Nick Budimir, who is working with Oxfordshire farmer Robert Tyrrell to buy the Sandy Lane stadium, has said they will put together a new bid for it.
Galliard is hoping to demolish the stadium and replace it with 220 homes, but this was rejected by Oxford City Council and is now going to a planning appeal.
Mr Budimir, a friend of football manager Harry Redknapp, who once owned a greyhound with the QPR boss, was speaking after the city council awarded the stadium conservation area status, giving it further protection from developers.
He said: “It is time to sit down and talk sensibly about this because we are wasting money. We have put two bids in already and we will increase the bid. We just want to get on with it.
“Galliard thinks that the support for the stadium will just go away but that’s a non-runner.
“They are playing a game that if they string it out long enough no one will care. But people do care.
“I don’t want to wait until November for the appeal to be refused, which it will be, to then start negotiating again so let us be sensible and let’s get this deal done.”
Greyhound racing at the stadium stopped in December 2012 when owners, the Greyhound Racing Association, said it that was no longer financially viable to hold the events there.
After the city council rejected the 220 home scheme, Galliard took the issue to a planning appeal, which means than an independent Government inspector will make a final decision after an inquiry, starting on September 9.

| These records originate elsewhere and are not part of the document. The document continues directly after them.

use serde::Serialize;

/// A named share of a whole, in percent.
#[derive(Debug, Clone, PartialEq, Serialize)]
pub struct Slice {
    pub name: String,
    pub value: f64,
}

/// Shares below this percentage get no on-chart label.
pub const LABEL_THRESHOLD_PCT: f64 = 5.0;

impl Slice {
    /// Chart label for the slice, or `None` when it is too small to label.
    /// Presentation policy; the normalizer itself keeps every entry.
    pub fn label(&self) -> Option<String> {
        (self.value >= LABEL_THRESHOLD_PCT).then(|| format!("{} {:.2}%", self.name, self.value))
    }
}

/// Convert values into percentage shares of their total, preserving order.
/// A non-positive total yields 0 for every entry.
pub fn to_percentages<S: AsRef<str>>(values: &[(S, f64)]) -> Vec<Slice> {
    let total: f64 = values.iter().map(|(_, v)| *v).sum();
    values
        .iter()
        .map(|(name, v)| Slice {
            name: name.as_ref().to_string(),
            value: if total > 0.0 { 100.0 * v / total } else { 0.0 },
        })
        .collect()
}
// The single remap -> aggregate -> reshape -> window pipeline every view runs
// through. Views only contribute their `ViewConfig`.
use crate::aggregate::{aggregate, Aggregate, AggregateReport};
use crate::bucket::BucketKey;
use crate::config::{Selection, ViewConfig};
use crate::filter::{filter_grouped, filter_pivot, window_totals, GroupTotals, WindowScope};
use crate::mapping::CategoryMapper;
use crate::percent::{to_percentages, Slice};
use crate::pivot::{pivot, table_rows, GroupedRecord, PivotTable};
use crate::types::Row;
use serde::Serialize;

/// Remap under the selected mode, then aggregate. Remapping always happens
/// first so merged columns share one running sum.
pub fn remap_and_aggregate(
    rows: &[Row],
    mapper: &CategoryMapper,
    view: &ViewConfig,
    selection: &Selection,
) -> (Aggregate, AggregateReport) {
    let remapped = mapper.remap(rows, selection.mapping_mode, view);
    aggregate(&remapped, view, selection.granularity)
}

/// Distribution view: every metric's share of the windowed total.
#[derive(Debug, Clone, PartialEq, Serialize)]
pub struct Distribution {
    pub pivot: PivotTable,
    pub windowed: PivotTable,
    pub slices: Vec<Slice>,
    pub report: AggregateReport,
}

pub fn distribution(
    rows: &[Row],
    mapper: &CategoryMapper,
    view: &ViewConfig,
    selection: &Selection,
    ordered_keys: &[BucketKey],
) -> Distribution {
    let (agg, report) = remap_and_aggregate(rows, mapper, view, selection);
    let pivot = pivot(&agg);
    let scope = WindowScope::new(ordered_keys, selection.granularity, selection.window);
    let slices = to_percentages(&window_totals(&pivot, &scope));
    Distribution {
        windowed: filter_pivot(&pivot, &scope),
        pivot,
        slices,
        report,
    }
}

/// Grouped view: per-bucket records and their per-group totals over the
/// window.
#[derive(Debug, Clone, PartialEq, Serialize)]
pub struct Segments {
    pub records: Vec<GroupedRecord>,
    pub groups: Vec<GroupTotals>,
    pub report: AggregateReport,
}

pub fn segments(
    rows: &[Row],
    mapper: &CategoryMapper,
    view: &ViewConfig,
    selection: &Selection,
    ordered_keys: &[BucketKey],
) -> Segments {
    let (agg, report) = remap_and_aggregate(rows, mapper, view, selection);
    let records = table_rows(&agg);
    let scope = WindowScope::new(ordered_keys, selection.granularity, selection.window);
    Segments {
        groups: filter_grouped(&records, &scope),
        records,
        report,
    }
}

/// Share of each metric within one group's total.
pub fn group_shares(group: &GroupTotals) -> Vec<Slice> {
    let values: Vec<(&str, f64)> = group.metrics.iter().map(|(k, v)| (k.as_str(), *v)).collect();
    to_percentages(&values)
}
// Command-line front end: load the data and mapping sheets, run the three
// dashboard views for one selection, preview them and export them.
use anyhow::{Context, Result};
use clap::Parser;
use rx_overview::config::{Selection, Views};
use rx_overview::loader;
use rx_overview::output;
use rx_overview::pipeline::group_shares;
use rx_overview::session::Session;
use rx_overview::types::{Granularity, MappingMode, Window};
use rx_overview::util::{format_int, format_number};
use std::path::{Path, PathBuf};
use tracing_subscriber::EnvFilter;

#[derive(Parser, Debug)]
#[command(name = "rx_overview")]
#[command(about = "Aggregate weekly Rx activity data into dashboard views", long_about = None)]
struct Args {
    /// Data sheet exported as CSV (one row per week).
    #[arg(long)]
    data: PathBuf,

    /// Mapping sheet exported as CSV (variable, Channel, Sub_Category, Category).
    #[arg(long)]
    mapping: Option<PathBuf>,

    /// JSON file overriding the built-in view configurations.
    #[arg(long)]
    views: Option<PathBuf>,

    /// all | year | quarter | month
    #[arg(long, default_value = "all")]
    granularity: Granularity,

    /// identity | channel | subCategory | category
    #[arg(long, default_value = "identity")]
    mode: MappingMode,

    /// Inclusive bucket index range, e.g. `0:3`. Defaults to every bucket.
    #[arg(long)]
    window: Option<Window>,

    /// Directory the CSV and JSON exports are written to.
    #[arg(long, default_value = ".")]
    out_dir: PathBuf,

    /// Rows shown per preview table.
    #[arg(long, default_value_t = 5)]
    preview_rows: usize,
}

fn out_path(dir: &Path, name: &str) -> String {
    dir.join(name).to_string_lossy().into_owned()
}

fn report_write(result: Result<(), Box<dyn std::error::Error>>) {
    if let Err(e) = result {
        eprintln!("Write error: {}", e);
    }
}

fn main() -> Result<()> {
    tracing_subscriber::fmt()
        .with_env_filter(EnvFilter::try_from_default_env().unwrap_or_else(|_| EnvFilter::new("info")))
        .with_writer(std::io::stderr)
        .init();

    let args = Args::parse();

    let (rows, load_report) = loader::load_rows_from_path(&args.data)
        .with_context(|| format!("Failed to load data sheet {}", args.data.display()))?;
    let mapping = match &args.mapping {
        Some(path) => loader::load_mapping_from_path(path)
            .with_context(|| format!("Failed to load mapping sheet {}", path.display()))?,
        None => Vec::new(),
    };
    let views = match &args.views {
        Some(path) => Views::from_json_path(path)
            .with_context(|| format!("Failed to read view configuration {}", path.display()))?,
        None => Views::default(),
    };

    println!(
        "Processing dataset... ({} rows loaded, {} mapping entries)",
        format_int(load_report.loaded_rows as u64),
        format_int(mapping.len() as u64)
    );
    if load_report.parse_errors > 0 {
        println!(
            "Note: {} rows skipped due to parse errors.",
            format_int(load_report.parse_errors as u64)
        );
    }
    println!();

    let mut session = Session::new(rows, mapping, views);
    session.select(Selection {
        granularity: args.granularity,
        mapping_mode: args.mode,
        window: args.window,
    });
    let snapshot = session
        .accept(session.refresh())
        .context("Selection changed while computing views")?;

    std::fs::create_dir_all(&args.out_dir)
        .with_context(|| format!("Failed to create {}", args.out_dir.display()))?;
    let timeline: Vec<String> = snapshot.timeline.iter().map(|k| k.to_string()).collect();
    println!(
        "Granularity: {}  Mapping: {}  Buckets: [{}]",
        snapshot.selection.granularity,
        snapshot.selection.mapping_mode,
        timeline.join(", ")
    );
    if let Some(w) = snapshot.selection.window {
        println!("Window: {}..={}", w.start, w.end);
    }
    println!();

    let totals = snapshot.overview.totals;
    println!("Rx Overview");
    println!(
        "Actual Rx: {}  Predicted Rx: {}\n",
        format_number(totals.actual, 0),
        format_number(totals.predicted, 0)
    );
    let overview_rows = output::overview_rows(&snapshot.overview.points);
    output::preview_table_rows(&overview_rows, args.preview_rows);
    let file = out_path(&args.out_dir, "overview_series.csv");
    report_write(output::write_csv(&file, &overview_rows));
    println!("(Full table exported to {})\n", file);

    println!("Activity Distribution\n");
    let slices = output::slice_rows(&snapshot.activity.slices);
    output::preview_table_rows(&slices, args.preview_rows);
    let file = out_path(&args.out_dir, "activity_distribution.csv");
    report_write(output::write_csv(&file, &slices));
    let pivot_file = out_path(&args.out_dir, "activity_pivot.csv");
    report_write(output::write_records(
        &pivot_file,
        &output::pivot_records(&snapshot.activity.windowed),
    ));
    println!("(Full tables exported to {} and {})\n", file, pivot_file);

    println!("Segment Distribution\n");
    let groups = output::group_records(&snapshot.segment.groups);
    output::preview_records(&groups, args.preview_rows);
    for g in &snapshot.segment.groups {
        let top = group_shares(g)
            .into_iter()
            .max_by(|a, b| a.value.total_cmp(&b.value));
        if let Some(top) = top {
            println!("{}: largest share {} ({}%)", g.group, top.name, format_number(top.value, 2));
        }
    }
    let file = out_path(&args.out_dir, "segment_distribution.csv");
    report_write(output::write_records(&file, &groups));
    println!("(Full table exported to {})\n", file);

    let file = out_path(&args.out_dir, "snapshot.json");
    report_write(output::write_json(&file, &snapshot));
    println!("Snapshot saved to {}", file);

    Ok(())
}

Mr Tyrrell is a Steventon-based farmer who sits on the village’s parish council and who has owned racehorses for 30 years.
Andy Cooper runs Karting Oxford, which is still operating at the stadium.
He said: “If they want to put in a bid that’s all well and good. It clearly demonstrates that the site here is quite viable in some people’s eyes.
“I’d have thought the best thing to do would be to let Galliard spend their money on the inquiry. Their case is very weak but they are into it too far in my opinion.
“Once it has been turned down that will signicantly devalue the site.”
Galliard declined to comment.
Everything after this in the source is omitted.